Any thoughts that "the thief" is "the Serpent"? 

Any analogy possible to Job?


----------



## Presbyterian Deacon (Feb 27, 2008)

panta dokimazete said:


> Any thoughts that "the thief" is "the Serpent"?



Certainly the spirit behind these false teachers is the same as the spirit embodied in Genesis 3 as the Serpent, but I think the text is more generally refering to the human false teachers..."all that came before me..." (Jesus says) are theives and robbers. These are the the bad shepherds...the hirelings who flee when they see the wolf coming. (Jn 10:12)---By the Way, it is the wolf that I would identify as the devil.

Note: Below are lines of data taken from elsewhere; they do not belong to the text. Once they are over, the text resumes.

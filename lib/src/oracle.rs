//! Oracles (§6): the only points where this crate touches a real filesystem.
//!
//! Every oracle call is injected by the caller and expected to be an O(1) lookup — typically a
//! `stat`/`lstat` or a lookup against a pre-scanned directory listing. The tracker and the
//! phantom filter are the only consumers; neither ever calls an oracle more than once per path.
//! Calls are fallible so a real, `std::io::Error`-backed implementation has somewhere to put an
//! I/O failure; the phantom filter treats any `Err` as fail-open (§4.5, §7).

use crate::model::EntryKind;
use crate::path::RawPath;

/// Answers existence questions against the OLD snapshot.
pub trait OldSnapshotOracle {
    /// Does `path` exist in the OLD snapshot tree?
    fn old_exists(&self, path: &RawPath) -> std::io::Result<bool>;
}

/// Answers existence and kind questions against the NEW snapshot.
pub trait NewSnapshotOracle {
    /// Does `path` exist in the NEW snapshot tree?
    fn new_exists(&self, path: &RawPath) -> std::io::Result<bool>;

    /// The kind of the entry at `path` in the NEW snapshot tree, used to resolve `kind` for
    /// inodes the stream references but never creates (§4.3).
    fn new_kind(&self, path: &RawPath) -> std::io::Result<EntryKind>;
}

impl<T: OldSnapshotOracle + ?Sized> OldSnapshotOracle for &T {
    fn old_exists(&self, path: &RawPath) -> std::io::Result<bool> {
        (**self).old_exists(path)
    }
}

impl<T: NewSnapshotOracle + ?Sized> NewSnapshotOracle for &T {
    fn new_exists(&self, path: &RawPath) -> std::io::Result<bool> {
        (**self).new_exists(path)
    }

    fn new_kind(&self, path: &RawPath) -> std::io::Result<EntryKind> {
        (**self).new_kind(path)
    }
}

/// In-memory oracle test doubles (§9: "a test double that returns constant booleans is
/// sufficient to exercise every path"), shared between this crate's unit tests and the
/// black-box `tests/it` suite via the `test-util` feature.
#[cfg(any(test, feature = "test-util"))]
pub mod test_support {
    use std::collections::HashMap;

    use super::*;

    /// A fixed snapshot tree: a set of existing paths, plus kinds for a subset of them.
    #[derive(Debug, Clone, Default)]
    pub struct FakeSnapshot {
        paths: HashMap<RawPath, EntryKind>,
    }

    impl FakeSnapshot {
        pub fn new() -> Self {
            Self::default()
        }

        /// Record that `path` exists in this snapshot with the given kind.
        pub fn with(mut self, path: impl Into<RawPath>, kind: EntryKind) -> Self {
            self.paths.insert(path.into(), kind);
            self
        }
    }

    impl OldSnapshotOracle for FakeSnapshot {
        fn old_exists(&self, path: &RawPath) -> std::io::Result<bool> {
            Ok(self.paths.contains_key(path))
        }
    }

    impl NewSnapshotOracle for FakeSnapshot {
        fn new_exists(&self, path: &RawPath) -> std::io::Result<bool> {
            Ok(self.paths.contains_key(path))
        }

        fn new_kind(&self, path: &RawPath) -> std::io::Result<EntryKind> {
            Ok(self.paths.get(path).copied().unwrap_or(EntryKind::Unknown))
        }
    }

    /// An oracle that always errors, for exercising fail-open behavior (§4.5, §7).
    #[derive(Debug, Clone, Copy, Default)]
    pub struct FailingOracle;

    fn oracle_broke() -> std::io::Error {
        std::io::Error::other("fake oracle failure")
    }

    impl OldSnapshotOracle for FailingOracle {
        fn old_exists(&self, _path: &RawPath) -> std::io::Result<bool> {
            Err(oracle_broke())
        }
    }

    impl NewSnapshotOracle for FailingOracle {
        fn new_exists(&self, _path: &RawPath) -> std::io::Result<bool> {
            Err(oracle_broke())
        }

        fn new_kind(&self, _path: &RawPath) -> std::io::Result<EntryKind> {
            Err(oracle_broke())
        }
    }
}
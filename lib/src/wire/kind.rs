//! Command kind codes (§6).

/// The command kinds this crate recognizes, with the numeric codes the wire format uses.
///
/// Codes outside this table are not an error by default (§7 `UnknownCommand` only fires in
/// strict mode); [`Kind::Unknown`] carries the raw code through so a diagnostic can name it.
#[derive(
    Debug, Copy, Clone, PartialEq, Eq, Hash, PartialOrd, Ord, strum::AsRefStr, serde::Serialize,
)]
#[serde(rename_all = "snake_case")]
#[strum(serialize_all = "snake_case")]
pub enum CommandKind {
    Subvol,
    Snapshot,
    Mkfile,
    Mkdir,
    Mknod,
    Mkfifo,
    Mksock,
    Symlink,
    Rename,
    Link,
    Unlink,
    Rmdir,
    SetXattr,
    RemoveXattr,
    Write,
    Clone,
    Truncate,
    Chmod,
    Chown,
    Utimes,
    End,
    UpdateExtent,
}

impl CommandKind {
    pub const fn code(self) -> u16 {
        match self {
            Self::Subvol => 1,
            Self::Snapshot => 2,
            Self::Mkfile => 3,
            Self::Mkdir => 4,
            Self::Mknod => 5,
            Self::Mkfifo => 6,
            Self::Mksock => 7,
            Self::Symlink => 8,
            Self::Rename => 9,
            Self::Link => 10,
            Self::Unlink => 11,
            Self::Rmdir => 12,
            Self::SetXattr => 13,
            Self::RemoveXattr => 14,
            Self::Write => 15,
            Self::Clone => 16,
            Self::Truncate => 17,
            Self::Chmod => 18,
            Self::Chown => 19,
            Self::Utimes => 20,
            Self::End => 21,
            Self::UpdateExtent => 22,
        }
    }

    pub const fn from_code(code: u16) -> Option<Self> {
        Some(match code {
            1 => Self::Subvol,
            2 => Self::Snapshot,
            3 => Self::Mkfile,
            4 => Self::Mkdir,
            5 => Self::Mknod,
            6 => Self::Mkfifo,
            7 => Self::Mksock,
            8 => Self::Symlink,
            9 => Self::Rename,
            10 => Self::Link,
            11 => Self::Unlink,
            12 => Self::Rmdir,
            13 => Self::SetXattr,
            14 => Self::RemoveXattr,
            15 => Self::Write,
            16 => Self::Clone,
            17 => Self::Truncate,
            18 => Self::Chmod,
            19 => Self::Chown,
            20 => Self::Utimes,
            21 => Self::End,
            22 => Self::UpdateExtent,
            _ => return None,
        })
    }
}

/// A decoded command kind: either one of the known [`CommandKind`]s, or a code the table
/// doesn't have an entry for (§7 `UnknownCommand`).
#[derive(Debug, Copy, Clone, PartialEq, Eq, Hash)]
pub enum Kind {
    Known(CommandKind),
    Unknown(u16),
}

impl Kind {
    pub(crate) fn from_code(code: u16) -> Self {
        match CommandKind::from_code(code) {
            Some(known) => Self::Known(known),
            None => Self::Unknown(code),
        }
    }
}

impl std::fmt::Display for Kind {
    fn fmt(&self, f: &mut std::fmt::Formatter<'_>) -> std::fmt::Result {
        match self {
            Self::Known(kind) => write!(f, "{}", kind.as_ref()),
            Self::Unknown(code) => write!(f, "unknown({code})"),
        }
    }
}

> Any analogy possible to Job?



Now, that is interesting:

The wolf comes (John 10:12) to snatch and scatter the flock.
The roaring lion (I Peter 5:8) prowls around seeking someone to devour.
Satan (Job 1:7) goes to and fro upon the earth.

In each of these passages the Devil is seen as the predator of God's people.


----------



## panta dokimazete (Feb 27, 2008)

Couple of thoughts - if one can buy that "the thief" (and those of his flock being thieves) is Satan, then it seems to me that his purpose in God's plan is to demonstrate the ultimate futility of trying to take glory from God by killing His children, stealing their joy or destroying their hope.

Just a thought I have been developing...


----------



## Presbyterian Deacon (Feb 27, 2008)

I see what your saying. I can "buy" it to the extent I indicated earlier. 

Satan is certainly the spirit behind the theif. But in the context the language with regard to "thieves and robbers" is plural.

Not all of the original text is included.